Dataset entries

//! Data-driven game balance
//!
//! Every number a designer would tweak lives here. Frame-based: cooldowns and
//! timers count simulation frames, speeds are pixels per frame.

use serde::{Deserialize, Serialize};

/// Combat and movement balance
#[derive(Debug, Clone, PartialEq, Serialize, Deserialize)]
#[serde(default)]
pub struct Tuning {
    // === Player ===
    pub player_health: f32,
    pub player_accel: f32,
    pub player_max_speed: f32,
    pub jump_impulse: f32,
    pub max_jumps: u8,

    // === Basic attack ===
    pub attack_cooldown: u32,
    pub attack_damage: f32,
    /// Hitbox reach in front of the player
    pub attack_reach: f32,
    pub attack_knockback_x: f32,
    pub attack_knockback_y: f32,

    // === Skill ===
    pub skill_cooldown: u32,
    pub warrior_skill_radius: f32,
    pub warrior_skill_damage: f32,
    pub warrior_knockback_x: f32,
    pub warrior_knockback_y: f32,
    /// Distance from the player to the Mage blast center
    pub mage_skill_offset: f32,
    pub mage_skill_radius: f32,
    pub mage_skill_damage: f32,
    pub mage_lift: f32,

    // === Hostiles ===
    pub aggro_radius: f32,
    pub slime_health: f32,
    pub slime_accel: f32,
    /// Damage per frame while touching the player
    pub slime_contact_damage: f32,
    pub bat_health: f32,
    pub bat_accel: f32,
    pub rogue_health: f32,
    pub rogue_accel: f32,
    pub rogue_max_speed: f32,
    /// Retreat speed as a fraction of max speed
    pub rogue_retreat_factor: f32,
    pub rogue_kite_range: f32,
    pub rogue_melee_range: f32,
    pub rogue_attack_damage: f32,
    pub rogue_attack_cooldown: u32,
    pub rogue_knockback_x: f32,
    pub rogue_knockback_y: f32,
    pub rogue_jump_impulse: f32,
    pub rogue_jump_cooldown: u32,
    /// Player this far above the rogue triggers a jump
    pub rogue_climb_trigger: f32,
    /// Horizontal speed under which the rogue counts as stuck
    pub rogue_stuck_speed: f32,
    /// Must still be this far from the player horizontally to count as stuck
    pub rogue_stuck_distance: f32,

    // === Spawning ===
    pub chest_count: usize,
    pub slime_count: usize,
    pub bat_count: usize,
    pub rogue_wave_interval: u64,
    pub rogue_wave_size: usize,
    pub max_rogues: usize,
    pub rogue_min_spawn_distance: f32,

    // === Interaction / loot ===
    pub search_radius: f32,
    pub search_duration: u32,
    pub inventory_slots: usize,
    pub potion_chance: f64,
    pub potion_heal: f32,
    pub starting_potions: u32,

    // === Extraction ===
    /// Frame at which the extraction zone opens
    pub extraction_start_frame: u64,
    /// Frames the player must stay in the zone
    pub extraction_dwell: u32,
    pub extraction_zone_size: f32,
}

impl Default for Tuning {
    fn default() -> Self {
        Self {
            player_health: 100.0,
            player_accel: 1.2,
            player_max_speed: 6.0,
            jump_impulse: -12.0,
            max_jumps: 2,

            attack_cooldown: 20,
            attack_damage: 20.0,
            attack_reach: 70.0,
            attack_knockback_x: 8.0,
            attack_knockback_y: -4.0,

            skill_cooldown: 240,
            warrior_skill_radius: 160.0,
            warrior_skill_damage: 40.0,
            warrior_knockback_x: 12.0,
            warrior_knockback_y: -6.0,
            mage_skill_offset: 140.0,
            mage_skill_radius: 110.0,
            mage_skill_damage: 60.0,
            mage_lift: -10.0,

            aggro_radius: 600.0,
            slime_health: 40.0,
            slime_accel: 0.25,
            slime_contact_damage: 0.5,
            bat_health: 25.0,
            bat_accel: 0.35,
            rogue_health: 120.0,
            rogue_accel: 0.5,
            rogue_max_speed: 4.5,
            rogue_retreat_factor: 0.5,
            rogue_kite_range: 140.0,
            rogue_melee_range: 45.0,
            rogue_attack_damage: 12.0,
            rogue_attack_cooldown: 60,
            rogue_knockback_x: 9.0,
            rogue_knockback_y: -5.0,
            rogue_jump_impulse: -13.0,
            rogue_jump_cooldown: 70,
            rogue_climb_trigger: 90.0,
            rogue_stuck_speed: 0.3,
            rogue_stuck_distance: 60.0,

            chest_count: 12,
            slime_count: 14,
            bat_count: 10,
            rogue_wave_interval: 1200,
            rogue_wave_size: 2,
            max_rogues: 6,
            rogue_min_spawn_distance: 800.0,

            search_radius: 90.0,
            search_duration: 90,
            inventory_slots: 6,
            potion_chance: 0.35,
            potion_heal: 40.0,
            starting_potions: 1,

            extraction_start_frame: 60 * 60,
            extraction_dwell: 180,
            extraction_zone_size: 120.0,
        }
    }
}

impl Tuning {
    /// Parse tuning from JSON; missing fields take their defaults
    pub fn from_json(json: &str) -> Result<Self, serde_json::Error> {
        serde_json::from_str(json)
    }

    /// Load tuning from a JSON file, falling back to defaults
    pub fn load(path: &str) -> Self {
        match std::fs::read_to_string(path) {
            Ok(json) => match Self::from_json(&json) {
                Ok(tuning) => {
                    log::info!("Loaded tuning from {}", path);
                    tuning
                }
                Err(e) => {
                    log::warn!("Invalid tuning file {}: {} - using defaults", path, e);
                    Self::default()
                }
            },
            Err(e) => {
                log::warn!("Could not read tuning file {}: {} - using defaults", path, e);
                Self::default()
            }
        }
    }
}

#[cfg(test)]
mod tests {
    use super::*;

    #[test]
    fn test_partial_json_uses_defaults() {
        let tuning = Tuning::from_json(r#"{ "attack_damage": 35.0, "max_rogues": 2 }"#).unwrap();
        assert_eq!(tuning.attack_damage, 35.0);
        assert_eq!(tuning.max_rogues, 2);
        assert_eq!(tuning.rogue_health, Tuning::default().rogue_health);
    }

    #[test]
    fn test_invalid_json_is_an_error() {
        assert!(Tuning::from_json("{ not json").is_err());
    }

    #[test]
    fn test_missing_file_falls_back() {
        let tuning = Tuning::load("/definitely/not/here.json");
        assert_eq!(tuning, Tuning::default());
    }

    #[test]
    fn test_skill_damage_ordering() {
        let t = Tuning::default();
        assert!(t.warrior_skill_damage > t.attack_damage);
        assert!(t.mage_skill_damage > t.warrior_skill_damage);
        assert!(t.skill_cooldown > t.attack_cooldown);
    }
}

# [What the task asks]
Copy each line of the records that contains the word "Deserialize".

# [Written reply]
use serde::{Deserialize, Serialize};
#[derive(Debug, Clone, PartialEq, Serialize, Deserialize)]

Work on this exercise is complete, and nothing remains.